We introduce the notion of a 'race' for the colonization of emerging healthy host tissue between the growing canopy and the developing epidemics. This race is 2-fold: (1) an upward race at the canopy scale where STB must catch the newly emerging leaves before they grow away from the spore sources; and (2) a local race at the leaf scale where STB must use the resources of its host before it is caught by leaf apical senescence. The results shed new light on the importance of dynamic interactions between host and pathogen.

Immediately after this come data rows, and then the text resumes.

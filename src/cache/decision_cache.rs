//! Get-before-compute / set-after-compute cache orchestration.
//!
//! This is the one place the fail-open policy lives: every store error or
//! corrupt payload is counted in `cache_errors`, logged, and turned into a
//! miss (on read) or a `false` return (on write). Nothing in here returns an
//! error to the request path.

use super::eviction::EvictionController;
use super::fingerprint::Fingerprinter;
use super::store::CacheStore;
use super::{scan_keys, with_deadline};
use crate::config::DecisionServiceConfig;
use crate::error::{DecisionError, Result};
use crate::metrics::DecisionMetrics;
use crate::models::{Decision, RequestContext};
use serde::{Deserialize, Serialize};
use std::sync::Arc;
use std::time::Duration;
use tracing::{debug, error, info, warn};

/// Upper bound on scan+delete rounds in [`DecisionCache::clear`]
const MAX_CLEAR_ROUNDS: usize = 16;

/// Composite cache health used by the `unhealthy` alert rule
#[derive(Debug, Clone, PartialEq, Serialize, Deserialize)]
pub struct CacheHealthReport {
    pub store: String,
    pub store_reachable: bool,
    pub size: Option<usize>,
    pub max_size: usize,
    pub utilization: Option<f64>,
    pub hit_rate: f64,
    pub error_rate: f64,
    pub lookups: u64,
    pub healthy: bool,
    pub issues: Vec<String>,
}

#[derive(Debug)]
pub struct DecisionCache {
    store: Arc<dyn CacheStore>,
    metrics: Arc<DecisionMetrics>,
    eviction: EvictionController,
    fingerprinter: Fingerprinter,
    key_prefix: String,
    key_pattern: String,
    ttl: Duration,
    operation_timeout: Duration,
    scan_count: usize,
    batch_size: usize,
    hit_rate_target: f64,
    error_rate_threshold: f64,
    size_utilization_limit: f64,
}

impl DecisionCache {
    /// Build a cache over `store`. Invalid configuration (e.g. a zero TTL) is
    /// rejected here rather than on first use.
    pub fn new(
        store: Arc<dyn CacheStore>,
        metrics: Arc<DecisionMetrics>,
        config: &DecisionServiceConfig,
    ) -> Result<Self> {
        config.validate()?;

        Ok(Self {
            eviction: EvictionController::new(store.clone(), metrics.clone(), config),
            store,
            metrics,
            fingerprinter: Fingerprinter::new(config.fingerprint_fields.iter().cloned()),
            key_prefix: config.key_prefix.clone(),
            key_pattern: config.key_pattern(),
            ttl: config.ttl(),
            operation_timeout: config.cache_operation_timeout(),
            scan_count: config.scan_count,
            batch_size: config.eviction_batch_size,
            hit_rate_target: config.hit_rate_target,
            error_rate_threshold: config.alert_error_rate_threshold,
            size_utilization_limit: config.size_utilization_limit,
        })
    }

    pub fn fingerprint(&self, context: &RequestContext) -> String {
        self.fingerprinter.fingerprint(context)
    }

    /// Namespaced store key for a context
    pub fn key_for(&self, context: &RequestContext) -> String {
        format!("{}{}", self.key_prefix, self.fingerprint(context))
    }

    pub fn store_name(&self) -> &str {
        self.store.name()
    }

    pub fn eviction(&self) -> &EvictionController {
        &self.eviction
    }

    pub fn ttl(&self) -> Duration {
        self.ttl
    }

    /// Look up a cached decision. Exactly one of `cache_hits` / `cache_misses`
    /// is incremented per call; failures additionally bump `cache_errors`.
    pub async fn get(&self, context: &RequestContext) -> Option<Decision> {
        let key = self.key_for(context);

        let bytes = match with_deadline("GET", self.operation_timeout, self.store.get(&key)).await
        {
            Ok(Some(bytes)) => bytes,
            Ok(None) => {
                self.metrics.record_cache_miss();
                return None;
            }
            Err(e) => {
                self.absorb("GET", &key, &e);
                self.metrics.record_cache_miss();
                return None;
            }
        };

        match serde_json::from_slice::<Decision>(&bytes) {
            Ok(decision) => {
                self.metrics.record_cache_hit();
                debug!(key = %key, "Cache hit");
                Some(decision)
            }
            Err(e) => {
                self.absorb("GET", &key, &DecisionError::from(e));
                self.metrics.record_cache_miss();
                None
            }
        }
    }

    /// Write a decision with the configured TTL. Runs size enforcement first;
    /// an eviction problem never blocks the write. Returns `false` on failure.
    pub async fn set(&self, context: &RequestContext, decision: &Decision) -> bool {
        let key = self.key_for(context);
        self.eviction.enforce_size_limit_for(Some(&key)).await;

        let payload = match serde_json::to_vec(decision) {
            Ok(payload) => payload,
            Err(e) => {
                self.absorb("SET", &key, &DecisionError::from(e));
                return false;
            }
        };

        match with_deadline(
            "SET",
            self.operation_timeout,
            self.store.set_with_ttl(&key, &payload, self.ttl),
        )
        .await
        {
            Ok(()) => {
                debug!(key = %key, ttl_seconds = self.ttl.as_secs(), "Cache SET");
                true
            }
            Err(e) => {
                self.absorb("SET", &key, &e);
                false
            }
        }
    }

    /// Count a store-side failure and log it; the caller carries on as if the
    /// entry were absent. Anything outside the fail-open class is logged louder
    /// but still absorbed.
    fn absorb(&self, operation: &'static str, key: &str, e: &DecisionError) {
        self.metrics.record_cache_error();
        if e.is_fail_open() {
            warn!(
                operation = operation,
                key = %key,
                error_kind = e.kind(),
                error = %e,
                "Cache operation failed, proceeding without cache"
            );
        } else {
            error!(
                operation = operation,
                key = %key,
                error_kind = e.kind(),
                error = %e,
                "Unexpected cache error, proceeding without cache"
            );
        }
    }

    /// Write placeholder decisions for each seed, returning the number written.
    /// Re-running overwrites the same keys.
    pub async fn warmup(&self, seeds: &[RequestContext]) -> usize {
        if seeds.is_empty() {
            return 0;
        }

        let mut written = 0;
        for seed in seeds {
            if self.set(seed, &Decision::warmup_placeholder(seed)).await {
                written += 1;
            }
        }

        info!(
            seeds = seeds.len(),
            written = written,
            "🔥 Cache warmup complete"
        );
        written
    }

    /// Delete every key under the prefix. Returns `false` if the store is
    /// unreachable on the first scan or a later round fails.
    pub async fn clear(&self) -> bool {
        for round in 0..MAX_CLEAR_ROUNDS {
            let keys = match scan_keys(
                self.store.as_ref(),
                &self.key_pattern,
                self.scan_count,
                self.operation_timeout,
            )
            .await
            {
                Ok(keys) => keys,
                Err(e) => {
                    warn!(round = round, error = %e, "Cache clear scan failed");
                    return false;
                }
            };

            if keys.is_empty() {
                info!(rounds = round, "Cache cleared");
                return true;
            }

            for batch in keys.chunks(self.batch_size.max(1)) {
                if let Err(e) =
                    with_deadline("DEL", self.operation_timeout, self.store.delete(batch)).await
                {
                    warn!(round = round, error = %e, "Cache clear delete failed");
                    return false;
                }
            }
        }

        warn!(
            rounds = MAX_CLEAR_ROUNDS,
            "Cache clear stopped with keys still being written"
        );
        true
    }

    /// Current entry count under the prefix
    pub async fn size(&self) -> Result<usize> {
        let keys = scan_keys(
            self.store.as_ref(),
            &self.key_pattern,
            self.scan_count,
            self.operation_timeout,
        )
        .await?;
        Ok(keys.len())
    }

    /// Composite health: store reachable, utilization within limit, error rate
    /// within threshold, and hit rate at target once there have been lookups.
    pub async fn health_report(&self) -> CacheHealthReport {
        let snapshot = self.metrics.snapshot();
        let mut issues = Vec::new();

        let store_reachable =
            match with_deadline("PING", self.operation_timeout, self.store.ping()).await {
                Ok(()) => true,
                Err(e) => {
                    issues.push(format!("store unreachable: {e}"));
                    false
                }
            };

        let size = if store_reachable {
            match self.size().await {
                Ok(size) => Some(size),
                Err(e) => {
                    issues.push(format!("size unavailable: {e}"));
                    None
                }
            }
        } else {
            None
        };

        let max_size = self.eviction.max_size();
        let utilization = size.map(|s| s as f64 / max_size as f64);
        if let Some(u) = utilization {
            if u > self.size_utilization_limit {
                issues.push(format!(
                    "utilization {u:.2} above {:.2}",
                    self.size_utilization_limit
                ));
            }
        }

        if snapshot.error_rate > self.error_rate_threshold {
            issues.push(format!(
                "error rate {:.3} above {:.3}",
                snapshot.error_rate, self.error_rate_threshold
            ));
        }

        if snapshot.lookups() > 0 && snapshot.hit_rate < self.hit_rate_target {
            issues.push(format!(
                "hit rate {:.3} below target {:.3}",
                snapshot.hit_rate, self.hit_rate_target
            ));
        }

        CacheHealthReport {
            store: self.store.name().to_string(),
            store_reachable,
            size,
            max_size,
            utilization,
            hit_rate: snapshot.hit_rate,
            error_rate: snapshot.error_rate,
            lookups: snapshot.lookups(),
            healthy: issues.is_empty(),
            issues,
        }
    }
}
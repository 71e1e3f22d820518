use criterion::{black_box, criterion_group, criterion_main, Criterion};
use decision_core::cache::{DecisionCache, Fingerprinter, InMemoryCacheStore};
use decision_core::{Decision, DecisionMetrics, DecisionServiceConfig, RequestContext};
use std::sync::Arc;

fn context() -> RequestContext {
    RequestContext::new("BTC")
        .expect("valid symbol")
        .field("price", 101.25)
        .field("volume", 12_000i64)
        .field("momentum", 0.3)
}

fn benchmark_fingerprint(c: &mut Criterion) {
    let fingerprinter = Fingerprinter::new(vec!["price".to_string(), "volume".to_string()]);
    let context = context();
    c.bench_function("fingerprint", |b| {
        b.iter(|| fingerprinter.fingerprint(black_box(&context)))
    });
}

fn benchmark_cache_round_trip(c: &mut Criterion) {
    let runtime = tokio::runtime::Runtime::new().expect("tokio runtime");
    let config = DecisionServiceConfig::default();
    let cache = DecisionCache::new(
        Arc::new(InMemoryCacheStore::new()),
        Arc::new(DecisionMetrics::default()),
        &config,
    )
    .expect("valid config");
    let context = context();
    let decision = Decision::new("BUY", 0.8, "benchmark");

    c.bench_function("cache_set", |b| {
        b.iter(|| runtime.block_on(cache.set(black_box(&context), black_box(&decision))))
    });
    c.bench_function("cache_get_hit", |b| {
        b.iter(|| runtime.block_on(cache.get(black_box(&context))))
    });
}

criterion_group!(benches, benchmark_fingerprint, benchmark_cache_round_trip);
criterion_main!(benches);
//! Configuration Loader
//!
//! Environment-aware configuration loading. Sources are layered with the `config`
//! crate, later sources overriding earlier ones:
//!
//! 1. Base file (`config/decision-core.toml` unless a path is given)
//! 2. Optional environment override `<dir>/environments/<env>.toml`
//! 3. `DECISION__*` environment variables (e.g. `DECISION__TTL_SECONDS=10`)
//!
//! The merged result is deserialized into [`DecisionServiceConfig`] and validated
//! before it is handed out.

use super::error::{ConfigResult, ConfigurationError};
use super::DecisionServiceConfig;
use std::env;
use std::path::{Path, PathBuf};
use std::sync::Arc;
use tracing::{debug, info};

const DEFAULT_CONFIG_FILE: &str = "config/decision-core.toml";
const ENV_PREFIX: &str = "DECISION";

/// Loaded and validated configuration plus where it came from
#[derive(Debug, Clone)]
pub struct ConfigManager {
    config: DecisionServiceConfig,
    environment: String,
    config_path: Option<PathBuf>,
}

impl ConfigManager {
    /// Load configuration from the default location with environment auto-detection
    pub fn load() -> ConfigResult<Arc<ConfigManager>> {
        Self::load_from_file(Path::new(DEFAULT_CONFIG_FILE))
    }

    /// Load configuration from a specific file with environment auto-detection
    pub fn load_from_file(path: &Path) -> ConfigResult<Arc<ConfigManager>> {
        let environment = Self::detect_environment();
        Self::load_from_file_with_env(path, &environment)
    }

    /// Load configuration from a specific file with an explicit environment
    ///
    /// Useful for testing without modifying global environment variables.
    pub fn load_from_file_with_env(
        path: &Path,
        environment: &str,
    ) -> ConfigResult<Arc<ConfigManager>> {
        if !path.is_file() {
            return Err(ConfigurationError::ConfigFileNotFound {
                path: path.to_path_buf(),
            });
        }

        debug!(
            environment = %environment,
            path = %path.display(),
            "Loading decision service configuration"
        );

        let override_path = path
            .parent()
            .unwrap_or_else(|| Path::new("."))
            .join("environments")
            .join(format!("{environment}.toml"));

        let config: DecisionServiceConfig = config::Config::builder()
            .add_source(config::File::from(path.to_path_buf()).required(true))
            .add_source(config::File::from(override_path).required(false))
            .add_source(
                config::Environment::with_prefix(ENV_PREFIX)
                    .separator("__")
                    .try_parsing(true),
            )
            .build()?
            .try_deserialize()?;

        config.validate()?;

        info!(
            environment = %environment,
            ttl_seconds = config.ttl_seconds,
            max_size = config.max_size,
            failure_threshold = config.failure_threshold,
            key_prefix = %config.key_prefix,
            "⚙️ Configuration loaded successfully"
        );

        Ok(Arc::new(ConfigManager {
            config,
            environment: environment.to_string(),
            config_path: Some(path.to_path_buf()),
        }))
    }

    /// Wrap an in-memory configuration, validating it first
    pub fn from_config(config: DecisionServiceConfig) -> ConfigResult<Arc<ConfigManager>> {
        config.validate()?;
        Ok(Arc::new(ConfigManager {
            config,
            environment: Self::detect_environment(),
            config_path: None,
        }))
    }

    /// Get the loaded configuration
    pub fn config(&self) -> &DecisionServiceConfig {
        &self.config
    }

    pub fn environment(&self) -> &str {
        &self.environment
    }

    pub fn config_path(&self) -> Option<&Path> {
        self.config_path.as_deref()
    }

    /// Detect current environment from environment variables
    pub fn detect_environment() -> String {
        env::var("DECISION_ENV")
            .or_else(|_| env::var("APP_ENV"))
            .unwrap_or_else(|_| "development".to_string())
    }
}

为了优化创新农业生产系统中的作物管理,更好地了解植物病害流行的发展方式以及影响因素至关重要。本研究探讨了冠层生长、其空间组织和叶片衰老如何影响叶枯病菌流行。
我们使用了 Septo3D 模型,这是一种与三维虚拟小麦结构植物模型(SPM)耦合的叶枯病条斑(STB)流行模型。对模型进行了校准和评估,以验证其对田间实验数据的拟合程度。对模型进行了敏感性分析,以探讨小麦植株特征如何影响小麦生长与叶枯病菌相互作用。
该模型一致再现了作物结构和天气对小麦上部叶片上 STB 进展的影响。模型敏感性分析表明,植株特征对流行的影响取决于天气条件。模拟结果证实了茎高和茎伸长率增加对限制上部叶片 STB 流行的已知影响。引人注目的是,叶片衰老时间是对模拟叶枯病流行影响最大的特征之一。当叶片的绿色寿命缩短导致早期衰老时,流行会大大减少。
我们引入了一个概念,即“竞争”,用于在生长的冠层和发展中的流行之间争夺对新出现的健康宿主组织的定殖。这种竞争有两个方面:(1)在冠层尺度上的向上竞争,其中 STB 必须在新出现的叶片长到远离孢子源的位置之前赶上它们;(2)在叶片尺度上的局部竞争,其中 STB 必须在被叶片顶端衰老捕获之前利用宿主的资源。研究结果揭示了宿主与病原体之间动态相互作用的重要性。